Jam can also make use of the natural fruit pectin contained within its flesh. Pectin is the substance that helps solidify the preserves so that they are not a runny mess and can be spread. Since the solids are removed from jellies, they will require additional pectin to be added so that they become gelatinous. One more difference between jam and jelly is their mixability. Since jams use whole fruit, they are rarely mixed. Jellies, however, are often made using the juices of more than one type of fruit.

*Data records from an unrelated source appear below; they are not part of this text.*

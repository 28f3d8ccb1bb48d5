//! Application error handling
//!
//! This module provides unified error handling for the API,
//! converting internal errors to appropriate HTTP responses.

use axum::{
    http::StatusCode,
    response::{IntoResponse, Response},
    Json,
};
use exercise_tracker_shared::{ErrorDetail, ErrorResponse, FieldError};
use thiserror::Error;
use tracing::error;
use validator::ValidationErrors;

/// API error type that can be converted to HTTP responses
#[derive(Error, Debug)]
pub enum ApiError {
    #[error("Validation error: {message}")]
    Validation {
        message: String,
        field: Option<String>,
    },

    #[error("Resource not found: {0}")]
    NotFound(String),

    #[error("Bad request: {0}")]
    BadRequest(String),

    /// Store or bootstrap failure; the outermost context is shown to clients
    #[error("Internal server error: {0}")]
    Internal(#[from] anyhow::Error),
}

impl ApiError {
    /// Validation error not tied to a single field
    pub fn validation(message: impl Into<String>) -> Self {
        ApiError::Validation {
            message: message.into(),
            field: None,
        }
    }
}

impl From<FieldError> for ApiError {
    fn from(err: FieldError) -> Self {
        ApiError::Validation {
            field: Some(err.field().to_string()),
            message: err.to_string(),
        }
    }
}

impl From<ValidationErrors> for ApiError {
    fn from(errors: ValidationErrors) -> Self {
        let mut fields: Vec<_> = errors.field_errors().into_iter().collect();
        fields.sort_by(|a, b| a.0.cmp(&b.0));

        // Report the first offending field, alphabetically, for stable output
        let first = fields.into_iter().next().map(|(field, errs)| {
            let message = errs
                .first()
                .and_then(|e| e.message.as_ref())
                .map(|m| m.to_string())
                .unwrap_or_else(|| format!("{} is invalid", field));
            (field.to_string(), message)
        });

        match first {
            Some((field, message)) => ApiError::Validation {
                message,
                field: Some(field),
            },
            None => ApiError::validation(errors.to_string()),
        }
    }
}

impl IntoResponse for ApiError {
    fn into_response(self) -> Response {
        let (status, code, message, field) = match self {
            ApiError::Validation { message, field } => {
                (StatusCode::BAD_REQUEST, "VALIDATION_ERROR", message, field)
            }
            ApiError::NotFound(msg) => (StatusCode::NOT_FOUND, "NOT_FOUND", msg, None),
            ApiError::BadRequest(msg) => (StatusCode::BAD_REQUEST, "BAD_REQUEST", msg, None),
            ApiError::Internal(err) => {
                error!("Internal error: {:?}", err);
                (
                    StatusCode::INTERNAL_SERVER_ERROR,
                    "INTERNAL_ERROR",
                    err.to_string(),
                    None,
                )
            }
        };

        let body = Json(ErrorResponse {
            error: ErrorDetail {
                code: code.to_string(),
                message,
                field,
            },
        });

        (status, body).into_response()
    }
}

/// Result type alias for API handlers
pub type ApiResult<T> = Result<T, ApiError>;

Differences Between Jam and Jelly: Preparation
Neither jam nor jelly is tremendously difficult to process or prepare. That is likely why making these two preserves is widespread. Generally, the main difference between jam and jelly preparation is that fruit is cooked for jams and juiced for jellies. Fruit is cooked with sugar and water when making jam. This process releases the natural pectin as the flesh softens and breaks down. The jelly preparation often begins by obtaining the fruit juice, often by using a jelly bag. While jellies are generally considered more processed than jams, neither is tremendously time-consuming or difficult.

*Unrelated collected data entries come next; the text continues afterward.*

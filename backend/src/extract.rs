//! Request body extraction
//!
//! The landing page submits plain HTML forms while API clients send JSON,
//! so write endpoints accept either encoding.

use crate::error::ApiError;
use axum::{
    extract::{FromRequest, Request},
    http::header::CONTENT_TYPE,
    Form, Json,
};
use serde::de::DeserializeOwned;

/// Request body decoded from JSON or `application/x-www-form-urlencoded`
///
/// The encoding is picked from the `Content-Type` header; anything else is
/// rejected with a 400.
#[derive(Debug, Clone)]
pub struct JsonOrForm<T>(pub T);

#[axum::async_trait]
impl<S, T> FromRequest<S> for JsonOrForm<T>
where
    S: Send + Sync,
    T: DeserializeOwned,
{
    type Rejection = ApiError;

    async fn from_request(req: Request, state: &S) -> Result<Self, Self::Rejection> {
        let content_type = req
            .headers()
            .get(CONTENT_TYPE)
            .and_then(|value| value.to_str().ok())
            .unwrap_or_default()
            .to_ascii_lowercase();

        if content_type.starts_with("application/x-www-form-urlencoded") {
            let Form(value) = Form::<T>::from_request(req, state)
                .await
                .map_err(|e| ApiError::BadRequest(e.body_text()))?;
            return Ok(Self(value));
        }

        if content_type.starts_with("application/json") {
            let Json(value) = Json::<T>::from_request(req, state)
                .await
                .map_err(|e| ApiError::BadRequest(e.body_text()))?;
            return Ok(Self(value));
        }

        Err(ApiError::BadRequest(
            "Expected a JSON or form-encoded request body".to_string(),
        ))
    }
}
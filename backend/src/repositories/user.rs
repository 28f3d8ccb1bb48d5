//! User repository for database operations

use anyhow::Result;
use chrono::{DateTime, Utc};
use exercise_tracker_shared::User;
use sqlx::PgPool;
use uuid::Uuid;

/// User record from database
#[derive(Debug, Clone, sqlx::FromRow)]
pub struct UserRecord {
    pub id: Uuid,
    pub username: String,
    pub created_at: DateTime<Utc>,
}

impl From<UserRecord> for User {
    fn from(record: UserRecord) -> Self {
        User {
            id: record.id,
            username: record.username,
            created_at: record.created_at,
        }
    }
}

/// User repository for database operations
pub struct UserRepository;

impl UserRepository {
    /// Create a new user
    pub async fn create(pool: &PgPool, username: &str) -> Result<UserRecord> {
        let user = sqlx::query_as::<_, UserRecord>(
            r#"
            INSERT INTO users (id, username)
            VALUES ($1, $2)
            RETURNING id, username, created_at
            "#,
        )
        .bind(Uuid::new_v4())
        .bind(username)
        .fetch_one(pool)
        .await?;

        Ok(user)
    }

    /// Find user by ID
    pub async fn find_by_id(pool: &PgPool, id: Uuid) -> Result<Option<UserRecord>> {
        let user = sqlx::query_as::<_, UserRecord>(
            r#"
            SELECT id, username, created_at
            FROM users
            WHERE id = $1
            "#,
        )
        .bind(id)
        .fetch_optional(pool)
        .await?;

        Ok(user)
    }

    /// Get all users in insertion order
    pub async fn get_all(pool: &PgPool) -> Result<Vec<UserRecord>> {
        let users = sqlx::query_as::<_, UserRecord>(
            r#"
            SELECT id, username, created_at
            FROM users
            ORDER BY seq ASC
            "#,
        )
        .fetch_all(pool)
        .await?;

        Ok(users)
    }

    /// Delete every user, returning how many were removed
    pub async fn delete_all(pool: &PgPool) -> Result<u64> {
        let result = sqlx::query(r#"DELETE FROM users"#).execute(pool).await?;

        Ok(result.rows_affected())
    }
}
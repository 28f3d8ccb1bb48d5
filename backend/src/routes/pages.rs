//! Landing page

use crate::error::ApiResult;
use crate::state::AppState;
use anyhow::Context;
use axum::{extract::State, response::Html};
use tracing::warn;

/// GET / - Serve the landing page
///
/// Index sync runs in the background so the page is not held up by it.
pub async fn index(State(state): State<AppState>) -> ApiResult<Html<String>> {
    let path = state.config().assets.index_page();
    let page = tokio::fs::read_to_string(&path)
        .await
        .with_context(|| format!("Landing page {} is unavailable", path.display()))?;

    let store = state.store.clone();
    tokio::spawn(async move {
        if let Err(e) = store.sync_indexes().await {
            warn!("Failed to sync store indexes: {:?}", e);
        }
    });

    Ok(Html(page))
}
//! API request and response types
//!
//! Field names follow the JSON contract existing clients of the exercise
//! tracker already consume, so identifiers go over the wire as `_id` and the
//! deletion summary uses `deletedCount`.

use serde::{Deserialize, Serialize};
use validator::Validate;

/// API error response
#[derive(Debug, Clone, Serialize, Deserialize)]
pub struct ErrorResponse {
    pub error: ErrorDetail,
}

/// Error detail
#[derive(Debug, Clone, Serialize, Deserialize)]
pub struct ErrorDetail {
    pub code: String,
    pub message: String,
    #[serde(skip_serializing_if = "Option::is_none")]
    pub field: Option<String>,
}

/// Plain message body, used when there is nothing else to return
#[derive(Debug, Clone, PartialEq, Eq, Serialize, Deserialize)]
pub struct MessageResponse {
    pub message: String,
}

impl MessageResponse {
    pub fn new(message: impl Into<String>) -> Self {
        Self {
            message: message.into(),
        }
    }
}

/// A numeric form field that may arrive as a JSON number or as text
///
/// HTML forms submit everything as strings while JSON clients send numbers;
/// both are accepted and parsed later.
#[derive(Debug, Clone, PartialEq, Serialize, Deserialize)]
#[serde(untagged)]
pub enum NumberOrText {
    Integer(i64),
    Float(f64),
    Text(String),
}

// ============================================================================
// Users
// ============================================================================

/// Create user request
#[derive(Debug, Clone, Default, Serialize, Deserialize, Validate)]
pub struct CreateUserRequest {
    #[validate(
        required(message = "username is required"),
        length(min = 1, message = "username is required")
    )]
    pub username: Option<String>,
}

/// User as returned by the API
#[derive(Debug, Clone, PartialEq, Eq, Serialize, Deserialize)]
pub struct UserResponse {
    pub username: String,
    #[serde(rename = "_id")]
    pub id: String,
}

/// Body of `GET /api/users`
///
/// An empty collection is reported with a message rather than `[]`.
#[derive(Debug, Clone, PartialEq, Eq, Serialize, Deserialize)]
#[serde(untagged)]
pub enum UserListResponse {
    Users(Vec<UserResponse>),
    Empty(MessageResponse),
}

// ============================================================================
// Exercises
// ============================================================================

/// Add exercise request
#[derive(Debug, Clone, Default, Serialize, Deserialize, Validate)]
pub struct AddExerciseRequest {
    #[validate(
        required(message = "description is required"),
        length(min = 1, message = "description is required")
    )]
    pub description: Option<String>,
    #[validate(required(message = "duration is required"))]
    pub duration: Option<NumberOrText>,
    /// ISO date; today (UTC) when absent or blank
    #[serde(default)]
    pub date: Option<String>,
}

/// Response to a successful exercise creation
///
/// `id` carries the owning user's id, not the exercise's.
#[derive(Debug, Clone, PartialEq, Eq, Serialize, Deserialize)]
pub struct ExerciseResponse {
    pub username: String,
    pub description: String,
    pub duration: i32,
    pub date: String,
    #[serde(rename = "_id")]
    pub id: String,
}

/// Query parameters for `GET /api/users/:id/logs`
///
/// Kept as raw text: blank or non-numeric values fall back to defaults
/// instead of rejecting the request.
#[derive(Debug, Clone, Default, Serialize, Deserialize)]
pub struct ExerciseLogQuery {
    pub from: Option<String>,
    pub to: Option<String>,
    pub limit: Option<String>,
}

/// One entry of an exercise log
#[derive(Debug, Clone, PartialEq, Eq, Serialize, Deserialize)]
pub struct LogEntry {
    pub description: String,
    pub duration: i32,
    pub date: String,
}

/// A user's filtered exercise log
#[derive(Debug, Clone, PartialEq, Eq, Serialize, Deserialize)]
pub struct ExerciseLogResponse {
    #[serde(rename = "_id")]
    pub id: String,
    pub username: String,
    pub count: usize,
    pub log: Vec<LogEntry>,
}

// ============================================================================
// Administration
// ============================================================================

/// Outcome of a bulk delete
#[derive(Debug, Clone, PartialEq, Eq, Serialize, Deserialize)]
pub struct DeleteResult {
    pub acknowledged: bool,
    #[serde(rename = "deletedCount")]
    pub deleted_count: u64,
}

/// Body of the bulk delete endpoints
#[derive(Debug, Clone, PartialEq, Eq, Serialize, Deserialize)]
pub struct DeleteAllResponse {
    pub message: String,
    pub result: DeleteResult,
}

The Differences Between Jam and Jelly: Conclusion
The major differences between jams and jellies have been mentioned above. However, the variances between different varieties of fruit even within the same species make for virtually limitless minute differences. Take strawberries, for instance. There are scores of different Strawberry Varieties. Depending on the variety selected, the taste, consistency, and quality of the strawberry jam or strawberry jelly will be noticeably different. And, of course, jam and jelly are just the most common types of preserves. There are multiple others as well. Fruit butter, fruit curd, fruit spread, marmalade, chutney, confit, and conserves are a few of the others. So, branch out! Try your hand at growing strawberries at home and then making your own jams, jellies, and other strawberry preserves!
Mylan L. Trivanovich
I was thinking I would make myself peanut butter and (strawberry)jelly sandwiches (using 100% whole wheat bread, of course). I had been using strawberry preserves, but I was in the supermarket, and I was wondering: what’s the difference between jelly, jam and preserves? I guess any of the three will do…(?) I hadn’t really thought that much about it, and I didn’t have anyone to ask… except google here, and your very wonderful article. You don’t really include “preserves” in your article, like, what’s the difference and similarities between jelly, jam and preserves? But, I think your article was sufficient. At least, sufficient enough to get me to wolfing down peanut butter and jelly sandwiches. I might branch out from strawberry to peach. Any ideas, comments or suggestions?
Simply put, “preserves” is a general term that encompasses all the more specific types or styles of preservation: jam, jelly, chutney, confit, marmalade, etc.